Many businesses today have begun to use stress management programs for employees who are having trouble adapting to stress at the workplace or at home. Many people have spill over stress from home into their working environment. There are a couple of ways businesses today try to alleviate stress on their employees. One way is individual intervention. This starts off by monitoring the stressors in the individual. After monitoring what causes the stress, next is attacking that stressor and trying to figure out ways to alleviate them in any way. Developing social support is vital in individual intervention, being with others to help you cope has proven to be a very effective way to avoid stress. Avoiding the stressors all together is the best possible way to get rid of stress but that is very difficult to do in the workplace. Changing behavioral patterns, may in turn, help reduce some of the stress that is put on at work as well.

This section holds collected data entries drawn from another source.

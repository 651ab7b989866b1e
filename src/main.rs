mod api;
mod cli;
mod error;
mod models;
mod server;

use api::WaqiClient;
use cli::{Config, LogFormat};
use colored::*;
use error::Result;
use server::AppState;
use tokio::net::TcpListener;
use tracing::{error, info};
use tracing_appender::non_blocking::WorkerGuard;
use tracing_subscriber::{fmt, prelude::*, EnvFilter};

#[tokio::main]
async fn main() -> Result<()> {
    // Configuration comes first: it decides how logging is set up
    let config = match Config::load() {
        Ok(config) => config,
        Err(e) => {
            eprintln!("{} {}", "Error:".red().bold(), e);
            return Err(e);
        },
    };

    // Keep the guard alive so buffered file logs are flushed on exit
    let _log_guard = init_logging(&config);

    info!("Initializing AQI proxy...");

    let provider = WaqiClient::new(config.api_key.clone(), &config.provider_url, config.timeout)
        .map_err(|e| {
            error!("Failed to create provider client: {:?}", e);
            e
        })?;
    info!(
        provider = %config.provider_url,
        timeout_secs = config.timeout.as_secs(),
        "Provider client ready"
    );

    let listener = TcpListener::bind(config.addr).await.map_err(|e| {
        error!("Failed to bind {}: {}", config.addr, e);
        e
    })?;

    println!(
        "{} {}",
        "AQI proxy running on".cyan().bold(),
        format!("http://{}", listener.local_addr()?).green()
    );

    server::serve(listener, server::router(AppState { provider })).await
}

/// Installs the global subscriber: stdout in the configured format, plus a
/// daily-rolling file when a log directory is configured.
fn init_logging(config: &Config) -> Option<WorkerGuard> {
    let filter = EnvFilter::try_from_default_env().unwrap_or_else(|_| EnvFilter::new("info"));

    let (file_layer, guard) = match &config.log_dir {
        Some(dir) => {
            let appender = tracing_appender::rolling::daily(dir, "aqi-proxy.log");
            let (writer, guard) = tracing_appender::non_blocking(appender);
            (
                Some(fmt::layer().with_ansi(false).with_writer(writer)),
                Some(guard),
            )
        },
        None => (None, None),
    };

    let registry = tracing_subscriber::registry().with(filter).with(file_layer);
    match config.log_format {
        LogFormat::Json => registry.with(fmt::layer().json()).init(),
        LogFormat::Pretty => registry.with(fmt::layer()).init(),
    }

    guard
}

Employee assistance programs can include in-house counseling programs on managing stress. Evaluative research has been conducted on EAPs that teach individual stress control and inoculation techniques such as relaxation, biofeedback, and cognitive restructuring. Studies show that these programs can reduce the level of physiological arousal associated with high stress. Participants who master behavioral and cognitive stress-relief techniques report less tension, fewer sleep disturbances, and an improved ability to cope with workplace stressors.

Another way of reducing stress at work is by simply changing the workload for an employee. Some may be too overwhelmed that they have so much work to get done, or some also may have such little work that they are not sure what to do with themselves at work. Improving communications between employees also sounds like a simple approach, but it is very effective for helping reduce stress. Sometimes making the employee feel like they are a bigger part of the company, such as giving them a voice in bigger situations shows that you trust them and value their opinion. Having all the employees mesh well together is a very underlying factor which can take away much of workplace stress. If employees fit well together and feed off of each other, the chances of lots of stress is very minimal. Lastly, changing the physical qualities of the workplace may reduce stress. Changing things such as the lighting, air temperature, odor, and up to date technology.

Intervention is broken down into three steps: primary, secondary, tertiary. Primary deals with eliminating the stressors all together. Secondary deals with detecting stress and figuring out ways to cope with it and improving stress management skills. Finally, tertiary deals with recovery and rehabbing the stress all together. These three steps are usually the most effective way to deal with stress not just in the workplace, but overall.

Stress Research

A study was done on the stress levels in general practitioners and hospital consultants in 1994. Over 500 medical employees participated in this study done by Dr. R.P Caplan. These results showed that 47% of the workers scored high on their questionnaire for high levels of stress. 27% of the general practitioners even scored to be very depressed. These numbers came to a surprise to Dr. Caplan and it showed how alarming the large number of medical workers become stressed out because of their jobs. Managers stress levels were not as high as the actual practitioners themselves. An eye opening statistic showed that nearly 54% of workers suffered from anxiety while being in the hospital. Although this was a small sample size for hospitals around the world, Caplan feels this trend is probably fairly accurate across the majority of hospitals.